TASK: Starting at the line below holding "pub fn link_signer_tx(&self, sender: B256, nonce: u64)" and stopping at the line holding "of the appendix.", print every line exactly, both ends included, and leave the rest out.

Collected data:
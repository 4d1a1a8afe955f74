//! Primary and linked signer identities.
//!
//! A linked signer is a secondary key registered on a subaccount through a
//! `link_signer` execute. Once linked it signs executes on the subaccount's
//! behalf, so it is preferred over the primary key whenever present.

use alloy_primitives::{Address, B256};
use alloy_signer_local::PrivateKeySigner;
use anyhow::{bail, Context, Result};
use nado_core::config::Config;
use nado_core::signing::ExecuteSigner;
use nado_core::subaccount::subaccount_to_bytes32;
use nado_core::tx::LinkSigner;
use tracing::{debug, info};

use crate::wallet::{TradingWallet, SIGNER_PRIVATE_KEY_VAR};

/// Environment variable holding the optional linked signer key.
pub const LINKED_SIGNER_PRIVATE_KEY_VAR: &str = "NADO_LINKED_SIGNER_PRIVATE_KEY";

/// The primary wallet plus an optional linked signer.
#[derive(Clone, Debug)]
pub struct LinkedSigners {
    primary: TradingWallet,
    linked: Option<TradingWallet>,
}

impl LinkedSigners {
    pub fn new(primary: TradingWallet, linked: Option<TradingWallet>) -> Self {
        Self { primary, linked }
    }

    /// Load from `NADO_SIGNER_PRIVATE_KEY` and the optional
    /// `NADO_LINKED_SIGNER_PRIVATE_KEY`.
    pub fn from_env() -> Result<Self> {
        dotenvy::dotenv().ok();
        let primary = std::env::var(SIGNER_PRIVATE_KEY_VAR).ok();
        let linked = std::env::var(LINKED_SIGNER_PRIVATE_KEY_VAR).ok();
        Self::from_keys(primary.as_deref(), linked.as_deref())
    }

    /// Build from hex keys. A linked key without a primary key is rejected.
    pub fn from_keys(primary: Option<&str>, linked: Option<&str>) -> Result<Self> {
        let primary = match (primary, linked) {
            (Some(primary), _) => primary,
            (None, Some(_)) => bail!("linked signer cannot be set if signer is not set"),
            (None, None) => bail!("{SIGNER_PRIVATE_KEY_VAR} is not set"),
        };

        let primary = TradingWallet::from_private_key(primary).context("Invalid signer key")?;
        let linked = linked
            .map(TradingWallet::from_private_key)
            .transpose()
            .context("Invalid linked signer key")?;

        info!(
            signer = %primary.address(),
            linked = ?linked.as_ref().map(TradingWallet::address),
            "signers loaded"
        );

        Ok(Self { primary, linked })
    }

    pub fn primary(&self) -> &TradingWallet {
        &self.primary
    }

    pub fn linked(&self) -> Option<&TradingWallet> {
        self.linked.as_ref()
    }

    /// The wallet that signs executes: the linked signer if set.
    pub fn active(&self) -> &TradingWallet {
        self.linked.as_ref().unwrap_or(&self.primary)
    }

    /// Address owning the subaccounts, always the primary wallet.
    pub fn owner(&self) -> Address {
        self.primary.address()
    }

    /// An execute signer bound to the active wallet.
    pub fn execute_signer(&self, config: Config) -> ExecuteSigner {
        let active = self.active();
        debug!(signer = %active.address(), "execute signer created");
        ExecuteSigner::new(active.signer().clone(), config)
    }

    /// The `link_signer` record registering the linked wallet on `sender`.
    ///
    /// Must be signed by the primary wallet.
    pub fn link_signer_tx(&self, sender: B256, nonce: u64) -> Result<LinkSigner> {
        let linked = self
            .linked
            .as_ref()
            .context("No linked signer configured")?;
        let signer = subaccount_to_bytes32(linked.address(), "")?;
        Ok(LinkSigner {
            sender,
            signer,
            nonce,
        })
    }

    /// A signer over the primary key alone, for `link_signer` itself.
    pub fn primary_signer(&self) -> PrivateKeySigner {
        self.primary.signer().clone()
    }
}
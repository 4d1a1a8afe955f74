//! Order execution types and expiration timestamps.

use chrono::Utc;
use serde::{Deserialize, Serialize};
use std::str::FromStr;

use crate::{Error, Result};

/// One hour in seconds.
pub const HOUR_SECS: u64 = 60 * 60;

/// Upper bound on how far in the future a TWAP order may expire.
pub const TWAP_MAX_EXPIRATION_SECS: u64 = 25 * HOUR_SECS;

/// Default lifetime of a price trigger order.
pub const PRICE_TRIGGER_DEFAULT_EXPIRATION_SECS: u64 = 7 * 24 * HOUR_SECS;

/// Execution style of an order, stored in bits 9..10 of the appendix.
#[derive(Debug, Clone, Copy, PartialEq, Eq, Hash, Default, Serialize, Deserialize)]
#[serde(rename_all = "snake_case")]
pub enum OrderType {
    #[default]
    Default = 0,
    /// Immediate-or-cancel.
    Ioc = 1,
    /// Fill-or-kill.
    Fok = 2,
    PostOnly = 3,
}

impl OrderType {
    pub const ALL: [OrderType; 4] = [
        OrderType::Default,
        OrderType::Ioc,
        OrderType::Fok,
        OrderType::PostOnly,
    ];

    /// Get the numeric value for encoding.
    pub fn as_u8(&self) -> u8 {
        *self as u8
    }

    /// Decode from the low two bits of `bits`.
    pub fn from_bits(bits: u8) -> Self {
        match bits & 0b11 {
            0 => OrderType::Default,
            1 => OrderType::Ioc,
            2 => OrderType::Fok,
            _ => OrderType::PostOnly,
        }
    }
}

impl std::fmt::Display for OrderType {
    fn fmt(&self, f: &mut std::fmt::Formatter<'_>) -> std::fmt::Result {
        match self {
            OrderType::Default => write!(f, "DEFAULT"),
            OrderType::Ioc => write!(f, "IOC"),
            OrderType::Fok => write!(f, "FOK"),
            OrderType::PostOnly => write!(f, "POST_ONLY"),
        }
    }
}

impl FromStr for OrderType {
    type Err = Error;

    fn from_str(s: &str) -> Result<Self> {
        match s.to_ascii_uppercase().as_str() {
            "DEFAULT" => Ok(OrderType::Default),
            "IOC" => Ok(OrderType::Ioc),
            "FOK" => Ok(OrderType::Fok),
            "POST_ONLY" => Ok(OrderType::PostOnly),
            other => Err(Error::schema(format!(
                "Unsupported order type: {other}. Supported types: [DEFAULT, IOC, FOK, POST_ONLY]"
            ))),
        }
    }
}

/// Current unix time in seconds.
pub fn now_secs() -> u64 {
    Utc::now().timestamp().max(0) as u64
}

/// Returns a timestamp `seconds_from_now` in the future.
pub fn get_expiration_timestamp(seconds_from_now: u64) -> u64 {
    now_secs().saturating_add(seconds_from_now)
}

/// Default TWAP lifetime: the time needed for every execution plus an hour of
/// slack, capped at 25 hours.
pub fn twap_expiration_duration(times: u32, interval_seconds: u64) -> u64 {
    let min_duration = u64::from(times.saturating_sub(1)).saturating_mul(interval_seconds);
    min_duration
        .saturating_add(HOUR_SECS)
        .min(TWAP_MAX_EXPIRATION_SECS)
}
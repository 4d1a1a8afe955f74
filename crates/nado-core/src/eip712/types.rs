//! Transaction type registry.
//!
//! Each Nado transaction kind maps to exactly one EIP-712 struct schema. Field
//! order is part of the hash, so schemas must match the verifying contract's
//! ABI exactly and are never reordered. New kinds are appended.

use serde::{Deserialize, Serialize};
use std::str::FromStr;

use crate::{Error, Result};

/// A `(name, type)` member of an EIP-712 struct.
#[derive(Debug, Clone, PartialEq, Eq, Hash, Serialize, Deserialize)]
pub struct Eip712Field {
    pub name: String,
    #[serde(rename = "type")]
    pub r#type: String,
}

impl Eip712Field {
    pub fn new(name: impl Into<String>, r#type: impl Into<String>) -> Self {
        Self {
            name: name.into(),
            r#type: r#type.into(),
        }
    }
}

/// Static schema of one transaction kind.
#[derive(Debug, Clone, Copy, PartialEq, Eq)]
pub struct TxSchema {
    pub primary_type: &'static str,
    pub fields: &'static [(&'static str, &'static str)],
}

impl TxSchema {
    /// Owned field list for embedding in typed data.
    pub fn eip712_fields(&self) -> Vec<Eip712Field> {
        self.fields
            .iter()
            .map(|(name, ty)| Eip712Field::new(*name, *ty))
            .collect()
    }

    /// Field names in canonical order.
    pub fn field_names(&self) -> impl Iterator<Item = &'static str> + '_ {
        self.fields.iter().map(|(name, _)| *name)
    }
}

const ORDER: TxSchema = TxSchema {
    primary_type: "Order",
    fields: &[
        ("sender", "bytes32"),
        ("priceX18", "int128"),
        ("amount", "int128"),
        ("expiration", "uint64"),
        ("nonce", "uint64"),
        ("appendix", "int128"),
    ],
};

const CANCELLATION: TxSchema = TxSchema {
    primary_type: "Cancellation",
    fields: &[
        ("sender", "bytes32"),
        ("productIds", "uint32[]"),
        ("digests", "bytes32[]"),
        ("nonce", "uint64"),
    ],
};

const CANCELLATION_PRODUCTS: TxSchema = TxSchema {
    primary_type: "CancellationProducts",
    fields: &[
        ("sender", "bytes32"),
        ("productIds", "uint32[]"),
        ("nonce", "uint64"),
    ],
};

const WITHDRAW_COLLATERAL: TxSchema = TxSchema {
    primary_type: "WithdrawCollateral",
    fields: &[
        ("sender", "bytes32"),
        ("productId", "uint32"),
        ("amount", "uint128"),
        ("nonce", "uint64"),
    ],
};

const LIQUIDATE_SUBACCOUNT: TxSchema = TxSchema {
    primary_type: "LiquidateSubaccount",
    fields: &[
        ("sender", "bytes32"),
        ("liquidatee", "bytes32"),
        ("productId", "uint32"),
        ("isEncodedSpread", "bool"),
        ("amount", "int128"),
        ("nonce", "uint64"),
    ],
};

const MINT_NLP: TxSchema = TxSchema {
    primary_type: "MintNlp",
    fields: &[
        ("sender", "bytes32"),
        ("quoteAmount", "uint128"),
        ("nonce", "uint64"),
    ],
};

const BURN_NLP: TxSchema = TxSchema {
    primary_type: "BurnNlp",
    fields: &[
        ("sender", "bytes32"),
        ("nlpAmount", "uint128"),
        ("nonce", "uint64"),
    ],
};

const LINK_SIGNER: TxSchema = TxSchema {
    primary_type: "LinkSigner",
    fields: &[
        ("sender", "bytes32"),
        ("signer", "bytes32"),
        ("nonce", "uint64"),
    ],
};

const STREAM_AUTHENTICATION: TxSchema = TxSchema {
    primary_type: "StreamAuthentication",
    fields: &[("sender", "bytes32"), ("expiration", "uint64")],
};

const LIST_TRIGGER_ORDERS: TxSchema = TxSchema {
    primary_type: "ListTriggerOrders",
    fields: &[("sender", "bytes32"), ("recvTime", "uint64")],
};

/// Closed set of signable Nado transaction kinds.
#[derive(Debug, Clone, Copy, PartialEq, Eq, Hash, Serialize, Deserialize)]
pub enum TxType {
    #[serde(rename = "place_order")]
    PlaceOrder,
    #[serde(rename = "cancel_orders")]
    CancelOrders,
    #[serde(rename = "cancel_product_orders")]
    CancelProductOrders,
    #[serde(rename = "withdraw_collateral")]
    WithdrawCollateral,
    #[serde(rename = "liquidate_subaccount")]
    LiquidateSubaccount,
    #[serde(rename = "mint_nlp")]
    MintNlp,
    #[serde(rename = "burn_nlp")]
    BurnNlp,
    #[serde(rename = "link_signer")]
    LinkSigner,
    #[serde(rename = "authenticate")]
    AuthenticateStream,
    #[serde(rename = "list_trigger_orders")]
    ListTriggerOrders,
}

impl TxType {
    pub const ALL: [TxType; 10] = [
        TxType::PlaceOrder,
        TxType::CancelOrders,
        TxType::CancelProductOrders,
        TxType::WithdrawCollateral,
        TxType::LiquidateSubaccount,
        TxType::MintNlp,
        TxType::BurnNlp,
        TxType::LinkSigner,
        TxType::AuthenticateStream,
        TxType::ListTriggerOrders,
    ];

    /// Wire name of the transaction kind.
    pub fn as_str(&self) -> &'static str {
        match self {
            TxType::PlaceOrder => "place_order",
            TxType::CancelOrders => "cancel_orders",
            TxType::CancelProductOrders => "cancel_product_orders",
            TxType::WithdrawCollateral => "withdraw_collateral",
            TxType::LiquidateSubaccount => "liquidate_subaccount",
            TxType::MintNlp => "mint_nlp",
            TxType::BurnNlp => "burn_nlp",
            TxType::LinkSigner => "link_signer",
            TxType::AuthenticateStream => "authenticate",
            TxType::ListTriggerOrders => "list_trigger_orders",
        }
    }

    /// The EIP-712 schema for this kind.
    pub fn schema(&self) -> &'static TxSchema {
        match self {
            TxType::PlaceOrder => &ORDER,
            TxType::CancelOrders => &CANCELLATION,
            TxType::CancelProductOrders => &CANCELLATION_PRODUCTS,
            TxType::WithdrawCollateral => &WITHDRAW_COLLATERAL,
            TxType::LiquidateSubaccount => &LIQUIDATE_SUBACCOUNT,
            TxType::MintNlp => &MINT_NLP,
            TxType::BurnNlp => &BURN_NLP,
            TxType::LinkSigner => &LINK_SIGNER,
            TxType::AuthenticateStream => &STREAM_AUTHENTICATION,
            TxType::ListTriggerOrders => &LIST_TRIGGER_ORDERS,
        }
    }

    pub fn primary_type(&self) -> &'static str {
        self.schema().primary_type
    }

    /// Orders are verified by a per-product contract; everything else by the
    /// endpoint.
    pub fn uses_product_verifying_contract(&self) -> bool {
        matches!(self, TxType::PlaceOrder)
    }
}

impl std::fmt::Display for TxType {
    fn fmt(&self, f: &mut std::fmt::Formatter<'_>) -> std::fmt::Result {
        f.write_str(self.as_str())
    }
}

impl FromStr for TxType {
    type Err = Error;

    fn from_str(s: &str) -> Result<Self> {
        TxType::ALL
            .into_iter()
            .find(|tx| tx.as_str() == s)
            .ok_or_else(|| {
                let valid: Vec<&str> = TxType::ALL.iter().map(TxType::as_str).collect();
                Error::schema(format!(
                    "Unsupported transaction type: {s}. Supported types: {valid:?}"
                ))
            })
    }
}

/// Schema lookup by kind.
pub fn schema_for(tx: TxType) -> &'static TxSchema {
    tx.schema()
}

RESPONSE AREA:
    pub fn link_signer_tx(&self, sender: B256, nonce: u64) -> Result<LinkSigner> {
        let linked = self
            .linked
            .as_ref()
            .context("No linked signer configured")?;
        let signer = subaccount_to_bytes32(linked.address(), "")?;
        Ok(LinkSigner {
            sender,
            signer,
            nonce,
        })
    }

    /// A signer over the primary key alone, for `link_signer` itself.
    pub fn primary_signer(&self) -> PrivateKeySigner {
        self.primary.signer().clone()
    }
}
repository 4d1a1a8afe955f74
//! Order execution types and expiration timestamps.

use chrono::Utc;
use serde::{Deserialize, Serialize};
use std::str::FromStr;

use crate::{Error, Result};

/// One hour in seconds.
pub const HOUR_SECS: u64 = 60 * 60;

/// Upper bound on how far in the future a TWAP order may expire.
pub const TWAP_MAX_EXPIRATION_SECS: u64 = 25 * HOUR_SECS;

/// Default lifetime of a price trigger order.
pub const PRICE_TRIGGER_DEFAULT_EXPIRATION_SECS: u64 = 7 * 24 * HOUR_SECS;

/// Execution style of an order, stored in bits 9..10 of the appendix.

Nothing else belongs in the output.